* **Problem requirements**
Which lines of the listing below contain the word "NotifyHub"? Return them.

* **Records supplied**
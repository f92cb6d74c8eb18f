use dashmap::DashMap;
use tokio::sync::broadcast;

use crate::model::{Event, RoomId};

const CHANNEL_CAPACITY: usize = 256;

/// Per-room change feed. Every committed room or reservation save is
/// broadcast to the room's subscribers, so downstream caches (front-desk
/// boards, report builders) can invalidate on each transition.
pub struct NotifyHub {
    channels: DashMap<RoomId, broadcast::Sender<Event>>,
}

impl Default for NotifyHub {
    fn default() -> Self {
        Self::new()
    }
}

impl NotifyHub {
    pub fn new() -> Self {
        Self {
            channels: DashMap::new(),
        }
    }

    /// Subscribe to a room. Creates the channel if needed.
    pub fn subscribe(&self, room_id: &RoomId) -> broadcast::Receiver<Event> {
        let sender = self
            .channels
            .entry(room_id.clone())
            .or_insert_with(|| broadcast::channel(CHANNEL_CAPACITY).0);
        sender.subscribe()
    }

    /// No-op if nobody is listening.
    pub fn send(&self, room_id: &RoomId, event: &Event) {
        if let Some(sender) = self.channels.get(room_id) {
            let _ = sender.send(event.clone());
        }
    }
}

* **Exercise answer**
pub struct NotifyHub {
impl Default for NotifyHub {
impl NotifyHub {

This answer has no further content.